Dehydrogenase

Overview

• Dehydrogenase is an enzyme in the Light Dependent Reaction
• It catalyses the transfer of hydrogen from one molecule to another during the light-dependent reaction
• In this practical, DCPIP acts as an artificial electron acceptor (replacing NADP⁺) to measure this activity
• When DCPIP is oxidised it is blue, when it has accepted electrons it is colourless (reduced)
• We can measure the rate of dehydrogenase activity, by measuring the rate at which the indicator changes from oxidised (blue) to colourless

High Level Method

• Prepare a chloroplast extract by breaking down the leaf tissue in a suitable buffer and using centrifugation to separate chloroplasts from other cell components.

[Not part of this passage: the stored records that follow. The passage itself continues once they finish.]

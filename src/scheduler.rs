use std::time::Duration;

use crate::api::MarketData;
use crate::error::Result;
use crate::execution::OrderExecutor;
use crate::models::{Interval, Signal, SymbolInfo};
use crate::strategy::SignalPolicy;

/// Daily candles requested for the retracement window
const DAILY_FETCH_LIMIT: u32 = 50;

/// Drives the polling cycle: one sequential pass over the symbol universe,
/// then a long sleep, forever.
///
/// Symbols are processed strictly one at a time, so there is exactly one
/// in-flight order and no cross-symbol race on the position store. Any
/// failure inside one symbol's processing is logged and the pass moves on;
/// a single symbol can never abort the cycle.
pub struct Scheduler {
    market: MarketData,
    executor: OrderExecutor,
    policy: Box<dyn SignalPolicy>,
    universe: Vec<SymbolInfo>,
    interval: Interval,
    fetch_limit: u32,
    symbol_delay: Duration,
    cycle_delay: Duration,
}

impl Scheduler {
    #[allow(clippy::too_many_arguments)]
    pub fn new(
        market: MarketData,
        executor: OrderExecutor,
        policy: Box<dyn SignalPolicy>,
        universe: Vec<SymbolInfo>,
        interval: Interval,
        fetch_limit: u32,
        symbol_delay: Duration,
        cycle_delay: Duration,
    ) -> Self {
        Self {
            market,
            executor,
            policy,
            universe,
            interval,
            fetch_limit,
            symbol_delay,
            cycle_delay,
        }
    }

    pub fn executor(&self) -> &OrderExecutor {
        &self.executor
    }

    /// Run until the process is stopped
    pub async fn run(mut self) {
        tracing::info!(
            "🔄 Scheduler starting: {} symbols, {} interval, {} policy",
            self.universe.len(),
            self.interval,
            self.policy.name()
        );

        loop {
            self.run_cycle().await;

            tracing::info!(
                "Cycle complete, sleeping {}s ({} open positions)",
                self.cycle_delay.as_secs(),
                self.executor.positions().open_count()
            );
            tokio::time::sleep(self.cycle_delay).await;
        }
    }

    /// One pass over every symbol in the universe
    pub async fn run_cycle(&mut self) {
        let symbols = self.universe.clone();

        for symbol in &symbols {
            if let Err(e) = self.process_symbol(symbol).await {
                tracing::warn!("  ✗ {} skipped: {}", symbol.symbol, e);
            }

            // Courtesy spacing between exchange calls
            tokio::time::sleep(self.symbol_delay).await;
        }

        self.log_positions();
    }

    async fn process_symbol(&mut self, symbol: &SymbolInfo) -> Result<()> {
        let series = self
            .market
            .fetch_candles(&symbol.symbol, self.interval, self.fetch_limit)
            .await?;

        let daily = if self.policy.needs_daily_history() {
            Some(
                self.market
                    .fetch_candles(&symbol.symbol, Interval::OneDay, DAILY_FETCH_LIMIT)
                    .await?,
            )
        } else {
            None
        };

        let position_open = self.executor.positions().is_open(&symbol.symbol);
        let evaluation = self
            .policy
            .evaluate(&series, daily.as_ref(), position_open)?;

        match evaluation.signal {
            Signal::Buy => {
                tracing::info!(
                    "  📈 {} BUY signal ({:?})",
                    symbol.symbol,
                    evaluation.trigger
                );
                self.executor.open_position(symbol).await?;
            }
            Signal::Sell => {
                tracing::info!(
                    "  📉 {} SELL signal ({:?})",
                    symbol.symbol,
                    evaluation.trigger
                );
                self.executor
                    .close_position(symbol, self.policy.rebuy_before_exit())
                    .await?;
            }
            Signal::Hold => {
                tracing::debug!("  {} holds", symbol.symbol);
            }
        }

        Ok(())
    }

    fn log_positions(&self) {
        let positions = self.executor.positions();
        if positions.open_count() == 0 {
            return;
        }

        tracing::info!("📊 Open positions:");
        for symbol in positions.open_symbols() {
            if let Some(position) = positions.get(symbol) {
                tracing::info!(
                    "    {} | order {} | qty {} | since {}",
                    symbol,
                    position.order_id,
                    position.quantity,
                    position.opened_at.format("%Y-%m-%d %H:%M:%S")
                );
            }
        }
    }
}
use rust_decimal::Decimal;
use serde::Deserialize;
use std::fmt;
use std::str::FromStr;

use crate::models::Interval;

/// Which signal policy drives trading
#[derive(Debug, Clone, Copy, PartialEq, Eq, Deserialize)]
#[serde(rename_all = "kebab-case")]
pub enum StrategyKind {
    /// EMA vs retracement-level crossover
    LevelCross,
    /// Fast/slow EMA crossover
    EmaCross,
}

impl FromStr for StrategyKind {
    type Err = String;

    fn from_str(s: &str) -> Result<Self, Self::Err> {
        match s {
            "level-cross" => Ok(StrategyKind::LevelCross),
            "ema-cross" => Ok(StrategyKind::EmaCross),
            other => Err(format!(
                "unknown strategy '{}' (expected level-cross or ema-cross)",
                other
            )),
        }
    }
}

impl fmt::Display for StrategyKind {
    fn fmt(&self, f: &mut fmt::Formatter<'_>) -> fmt::Result {
        match self {
            StrategyKind::LevelCross => f.write_str("level-cross"),
            StrategyKind::EmaCross => f.write_str("ema-cross"),
        }
    }
}

/// Runtime settings, loaded from the environment (prefix `SPOTBOT_`)
#[derive(Debug, Clone, Deserialize)]
pub struct Settings {
    pub api_key: String,
    pub api_secret: String,
    pub base_url: String,
    /// Stablecoin every tradable pair must be quoted in
    pub quote_asset: String,
    pub interval: Interval,
    pub strategy: StrategyKind,
    /// Quote-currency value of each entry buy
    pub trade_notional: Decimal,
    /// Quote-currency value of the partial sell placed after a buy
    pub skim_notional: Decimal,
    /// Candles requested per fetch
    pub fetch_limit: u32,
    /// Pause between symbols within a cycle, seconds
    pub symbol_delay_secs: u64,
    /// Pause between full cycles, seconds
    pub cycle_delay_secs: u64,
    /// Webhook receiving sell-failure alerts; alerts are disabled when unset
    pub alert_webhook_url: Option<String>,
}

impl Settings {
    /// Load settings from `SPOTBOT_*` environment variables.
    ///
    /// Credentials have no defaults and missing ones fail the load.
    pub fn load() -> anyhow::Result<Self> {
        let settings = config::Config::builder()
            .set_default("base_url", "https://api.exchange.example")?
            .set_default("quote_asset", "USDT")?
            .set_default("interval", "15m")?
            .set_default("strategy", "ema-cross")?
            .set_default("trade_notional", "15")?
            .set_default("skim_notional", "10")?
            .set_default("fetch_limit", 300)?
            .set_default("symbol_delay_secs", 2)?
            .set_default("cycle_delay_secs", 60)?
            .add_source(config::Environment::with_prefix("SPOTBOT").try_parsing(true))
            .build()?;

        Ok(settings.try_deserialize()?)
    }
}

#[cfg(test)]
mod tests {
    use super::*;

    #[test]
    fn test_strategy_kind_parsing() {
        assert_eq!(
            StrategyKind::from_str("level-cross").unwrap(),
            StrategyKind::LevelCross
        );
        assert_eq!(
            StrategyKind::from_str("ema-cross").unwrap(),
            StrategyKind::EmaCross
        );
        assert!(StrategyKind::from_str("martingale").is_err());
    }

    #[test]
    fn test_strategy_kind_display_round_trip() {
        for kind in [StrategyKind::LevelCross, StrategyKind::EmaCross] {
            assert_eq!(StrategyKind::from_str(&kind.to_string()).unwrap(), kind);
        }
    }
}
// Order execution module
pub mod executor;
pub mod position;

pub use executor::{OrderExecutor, SELL_MAX_ATTEMPTS};
pub use position::{OpenPosition, PositionStore};
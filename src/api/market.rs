use chrono::{TimeZone, Utc};
use reqwest::Method;
use rust_decimal::Decimal;
use serde::Deserialize;

use crate::api::SignedClient;
use crate::error::{BotError, Result};
use crate::models::{Candle, CandleSeries, Interval, SymbolInfo};

// ============== Response Types ==============

#[derive(Debug, Deserialize)]
struct ExchangeInfoRaw {
    symbols: Vec<SymbolRaw>,
}

#[derive(Debug, Deserialize)]
#[serde(rename_all = "camelCase")]
struct SymbolRaw {
    symbol: String,
    base_asset: String,
    quote_asset: String,
    status: String,
    base_precision: u32,
    min_notional: Decimal,
}

/// Kline row: [open time ms, open, high, low, close, volume]
type KlineRow = (i64, Decimal, Decimal, Decimal, Decimal, Decimal);

#[derive(Debug, Deserialize)]
#[serde(rename_all = "camelCase")]
struct BookTickerRaw {
    bid_price: Decimal,
    ask_price: Decimal,
}

#[derive(Debug, Deserialize)]
struct BalanceRaw {
    #[allow(dead_code)]
    asset: String,
    free: Decimal,
}

// ============== Implementation ==============

/// Read side of the exchange API: symbols, candles, order book, balances
#[derive(Clone)]
pub struct MarketData {
    client: SignedClient,
}

impl MarketData {
    pub fn new(client: SignedClient) -> Self {
        Self { client }
    }

    /// List pairs quoted in `quote_asset` that are currently tradable.
    ///
    /// Called once at startup; the universe is not refreshed afterwards.
    pub async fn fetch_symbols(&self, quote_asset: &str) -> Result<Vec<SymbolInfo>> {
        let info: ExchangeInfoRaw = self
            .client
            .execute(Method::GET, "/api/v1/exchangeInfo", &[], None)
            .await?;

        let symbols = info
            .symbols
            .into_iter()
            .filter(|s| s.status == "TRADING" && s.quote_asset == quote_asset)
            .map(|s| SymbolInfo {
                symbol: s.symbol,
                base_asset: s.base_asset,
                quote_asset: s.quote_asset,
                tradable: true,
                base_precision: s.base_precision,
                min_notional: s.min_notional,
            })
            .collect();

        Ok(symbols)
    }

    /// Fetch a candle series, enforcing the interval's minimum history.
    ///
    /// A series shorter than the minimum is rejected so callers never compute
    /// signals on truncated history; the symbol is skipped for the cycle.
    pub async fn fetch_candles(
        &self,
        symbol: &str,
        interval: Interval,
        limit: u32,
    ) -> Result<CandleSeries> {
        let params = [
            ("symbol", symbol.to_string()),
            ("interval", interval.as_str().to_string()),
            ("limit", limit.to_string()),
        ];

        let rows: Vec<KlineRow> = self
            .client
            .execute(Method::GET, "/api/v1/klines", &params, None)
            .await?;

        if rows.len() < interval.min_candles() {
            return Err(BotError::Validation(format!(
                "insufficient history for {} {}: {} candles, need {}",
                symbol,
                interval,
                rows.len(),
                interval.min_candles()
            )));
        }

        let mut candles = Vec::with_capacity(rows.len());
        for (open_ms, open, high, low, close, volume) in rows {
            let open_time = Utc
                .timestamp_millis_opt(open_ms)
                .single()
                .ok_or_else(|| {
                    BotError::Validation(format!("invalid candle timestamp {}", open_ms))
                })?;
            candles.push(Candle {
                open_time,
                open,
                high,
                low,
                close,
                volume,
            });
        }

        CandleSeries::new(symbol.to_string(), interval, candles)
    }

    /// Best bid and ask for a symbol
    pub async fn fetch_top_of_book(&self, symbol: &str) -> Result<(Decimal, Decimal)> {
        let params = [("symbol", symbol.to_string())];
        let book: BookTickerRaw = self
            .client
            .execute(Method::GET, "/api/v1/ticker/book", &params, None)
            .await?;

        Ok((book.bid_price, book.ask_price))
    }

    /// Free balance for an asset.
    ///
    /// Returns zero on any failure so a balance-check error never crashes
    /// the polling cycle.
    pub async fn fetch_free_balance(&self, asset: &str) -> Decimal {
        let params = [("asset", asset.to_string())];
        let result: Result<BalanceRaw> = self
            .client
            .execute(Method::GET, "/api/v1/account/balance", &params, None)
            .await;

        match result {
            Ok(balance) => balance.free,
            Err(e) => {
                tracing::warn!("balance lookup for {} failed, treating as zero: {}", asset, e);
                Decimal::ZERO
            }
        }
    }
}
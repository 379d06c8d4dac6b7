use super::{price_ratio, CrossDirection, Evaluation, SignalPolicy, Trigger, MAX_ENTRY_PRICE_RATIO};
use crate::error::BotError;
use crate::indicators::{ema_series, RetracementLevels};
use crate::models::{CandleSeries, Signal};
use crate::Result;

/// EMA-versus-retracement-level crossover policy.
///
/// Levels come from the trailing daily swing; the short EMA runs on the
/// trading interval. The first crossed level in ratio order wins the cycle,
/// and a buy suppresses the sell branch until the next cycle. Exits are
/// preceded by a token re-buy so the full-balance sell clears the position
/// including previously stranded dust.
#[derive(Debug, Clone)]
pub struct LevelCrossPolicy {
    ema_window: usize,
}

impl LevelCrossPolicy {
    pub fn new(ema_window: usize) -> Self {
        Self { ema_window }
    }
}

impl Default for LevelCrossPolicy {
    fn default() -> Self {
        Self::new(9)
    }
}

impl SignalPolicy for LevelCrossPolicy {
    fn name(&self) -> &str {
        "LevelCrossPolicy"
    }

    fn min_candles(&self) -> usize {
        self.ema_window + 5
    }

    fn needs_daily_history(&self) -> bool {
        true
    }

    fn rebuy_before_exit(&self) -> bool {
        true
    }

    fn evaluate(
        &self,
        series: &CandleSeries,
        daily: Option<&CandleSeries>,
        position_open: bool,
    ) -> Result<Evaluation> {
        if series.len() < self.min_candles() {
            return Err(BotError::Validation(format!(
                "insufficient data: {} candles, need {}",
                series.len(),
                self.min_candles()
            )));
        }

        // Too little daily history is a silent skip, not an error
        let levels = match daily.and_then(|d| RetracementLevels::from_daily(d.candles())) {
            Some(levels) => levels,
            None => return Ok(Evaluation::hold()),
        };

        let closes = series.closes();
        let ema = ema_series(&closes, self.ema_window);

        let cur = closes.len() - 2;
        let prev = closes.len() - 3;

        let current_candle = series.last_closed().ok_or_else(|| {
            BotError::Validation("series too short for a closed candle".to_string())
        })?;
        let ratio = price_ratio(current_candle);
        let calm_entry = matches!(ratio, Some(r) if r < MAX_ENTRY_PRICE_RATIO);

        if !position_open && calm_entry {
            for &(label, level) in levels.levels() {
                if ema[prev] <= level && ema[cur] > level {
                    return Ok(Evaluation {
                        signal: Signal::Buy,
                        trigger: Some(Trigger::LevelCross {
                            ratio: label,
                            level,
                            direction: CrossDirection::Above,
                        }),
                    });
                }
            }
        } else if position_open {
            for &(label, level) in levels.levels() {
                if ema[prev] >= level && ema[cur] < level {
                    return Ok(Evaluation {
                        signal: Signal::Sell,
                        trigger: Some(Trigger::LevelCross {
                            ratio: label,
                            level,
                            direction: CrossDirection::Below,
                        }),
                    });
                }
            }
        }

        Ok(Evaluation::hold())
    }
}
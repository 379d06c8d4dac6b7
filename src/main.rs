use clap::Parser;
use std::str::FromStr;
use std::time::Duration;

use spotbot::api::{MarketData, SignedClient};
use spotbot::config::{Settings, StrategyKind};
use spotbot::execution::OrderExecutor;
use spotbot::models::Interval;
use spotbot::notify::{self, AlertSender};
use spotbot::scheduler::Scheduler;
use spotbot::strategy::{EmaCrossPolicy, LevelCrossPolicy, SignalPolicy};

/// Spot-trading agent: polls candles, detects crossovers, places market orders
#[derive(Debug, Parser)]
#[command(name = "spotbot")]
struct Args {
    /// Signal policy: level-cross or ema-cross
    #[arg(long, value_parser = StrategyKind::from_str)]
    strategy: Option<StrategyKind>,

    /// Trading interval, e.g. 15m
    #[arg(long, value_parser = Interval::from_str)]
    interval: Option<Interval>,
}

#[tokio::main]
async fn main() -> anyhow::Result<()> {
    dotenvy::dotenv().ok();
    setup_logging();

    let args = Args::parse();
    let mut settings = Settings::load()?;
    if let Some(strategy) = args.strategy {
        settings.strategy = strategy;
    }
    if let Some(interval) = args.interval {
        settings.interval = interval;
    }

    tracing::info!("🚀 Spotbot starting");
    tracing::info!("\n📊 Configuration:");
    tracing::info!("  Strategy: {}", settings.strategy);
    tracing::info!("  Interval: {}", settings.interval);
    tracing::info!("  Quote asset: {}", settings.quote_asset);
    tracing::info!("  Trade notional: {}", settings.trade_notional);
    tracing::info!("  Skim notional: {}", settings.skim_notional);

    let client = SignedClient::new(
        settings.base_url.clone(),
        settings.api_key.clone(),
        settings.api_secret.clone(),
    )?;
    let market = MarketData::new(client.clone());

    // Universe is resolved once; new listings wait for a restart
    let universe = market.fetch_symbols(&settings.quote_asset).await?;
    if universe.is_empty() {
        anyhow::bail!("no tradable {} pairs found", settings.quote_asset);
    }
    tracing::info!("✅ Universe: {} tradable pairs", universe.len());
    for symbol in &universe {
        tracing::info!("    - {}", symbol.symbol);
    }

    let alerts = build_alert_sender(&settings);
    let executor = OrderExecutor::new(
        client,
        market.clone(),
        alerts,
        settings.trade_notional,
        settings.skim_notional,
    );
    let policy = build_policy(settings.strategy);

    let scheduler = Scheduler::new(
        market,
        executor,
        policy,
        universe,
        settings.interval,
        settings.fetch_limit,
        Duration::from_secs(settings.symbol_delay_secs),
        Duration::from_secs(settings.cycle_delay_secs),
    );

    let trading_task = tokio::spawn(scheduler.run());

    tokio::select! {
        _ = tokio::signal::ctrl_c() => {
            tracing::info!("\n⚠️  Received Ctrl+C, shutting down...");
        }
        result = trading_task => {
            tracing::error!("Trading loop exited: {:?}", result);
        }
    }

    tracing::info!("👋 Spotbot stopped");
    Ok(())
}

fn setup_logging() {
    tracing_subscriber::fmt()
        .with_env_filter(
            tracing_subscriber::EnvFilter::try_from_default_env()
                .unwrap_or_else(|_| "spotbot=info,spotbot::strategy=debug".into()),
        )
        .init();
}

fn build_alert_sender(settings: &Settings) -> AlertSender {
    match &settings.alert_webhook_url {
        Some(url) => {
            tracing::info!("  Alerts: webhook enabled");
            notify::spawn_worker(url.clone())
        }
        None => {
            tracing::info!("  Alerts: disabled (no webhook configured)");
            AlertSender::disabled()
        }
    }
}

fn build_policy(kind: StrategyKind) -> Box<dyn SignalPolicy> {
    match kind {
        StrategyKind::LevelCross => Box::new(LevelCrossPolicy::default()),
        StrategyKind::EmaCross => Box::new(EmaCrossPolicy::default()),
    }
}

• Add a fixed volume of chloroplast extract to a fixed volume of DCPIP in test tubes and mix gently.

• Expose each test tube to a different light intensity, for example by placing them at different distances from a lamp (e.g. 30 cm, 50 cm, 100 cm)

• Measure the absorbance of each sample using a colorimeter at regular intervals (e.g. every 2 minutes for 10 minutes).

• Determine the rate of dehydrogenase activity from the decrease in absorbance of DCPIP over time, comparing rates between light intensities.

Interpreting Results

• DCPIP is blue when oxidised and has a high absorbance

• When DCPIP is reduced it becomes colourless, so absorbance decreases

• The faster DCPIP becomes colourless, the higher the rate of dehydrogenase activity

• As the reaction occurs in the light-dependent stage of photosynthesis, increasing light intensity increases the rate of electron transfer to DCPIP, so DCPIP decolourises faster

• Example graph with conditions below

• A = steepest decrease → fastest rate

  • Highest light intensity (e.g nearest to the lamp)

• B = moderate decrease → medium rate

  • Moderate light intensity (e.g not the nearest to the lamp but still receives enough light)

• C = shallow decrease → slowest rate

  • Shade/low light intensity

Exam Question Practice

Q1a — Dehydrogenase / DCPIP Focus

A student isolated chloroplasts from spinach leaves into a solution to form a chloroplast suspension. He used the chloroplast suspension and DCPIP solution to investigate the light-dependent reaction of photosynthesis. DCPIP solution is blue when oxidised and colourless when reduced.

The student set up three test tubes as follows:

• Tube 1 – 1 cm³ of solution without chloroplasts and 9 cm³ of DCPIP solution in light.
• Tube 2 – 1 cm³ of chloroplast suspension and 9 cm³ of DCPIP solution in darkness.
• Tube 3 – 1 cm³ of chloroplast suspension and 9 cm³ of DCPIP solution in light.

The student recorded the colour of the DCPIP in each of the tubes at the start and after the tubes had been left at 20 °C for 30 minutes. His results are shown in Table 1.

The solution that the student used to produce the chloroplast suspension had the same water potential as the chloroplasts.

Explain why it was important that these water potentials were the same.

(2 marks)

Hint

What would happen to the chloroplasts if water potentials weren’t kept the same?

Mark Scheme

1. If water potentials are equal, there is no net movement of water by osmosis between the solution and the chloroplasts (1 mark)
2. This prevents the chloroplasts from bursting (lysing) if water moves in, or shrivelling if water moves out — keeping them intact for the experiment (1 mark)

Tips from examiner reports

• 80% students got 1 mark.
• Common errors included discussing the effect of osmosis on ‘the cell’ rather than on chloroplasts and the use of terms such as ‘plasmolysed’ and ‘turgid’.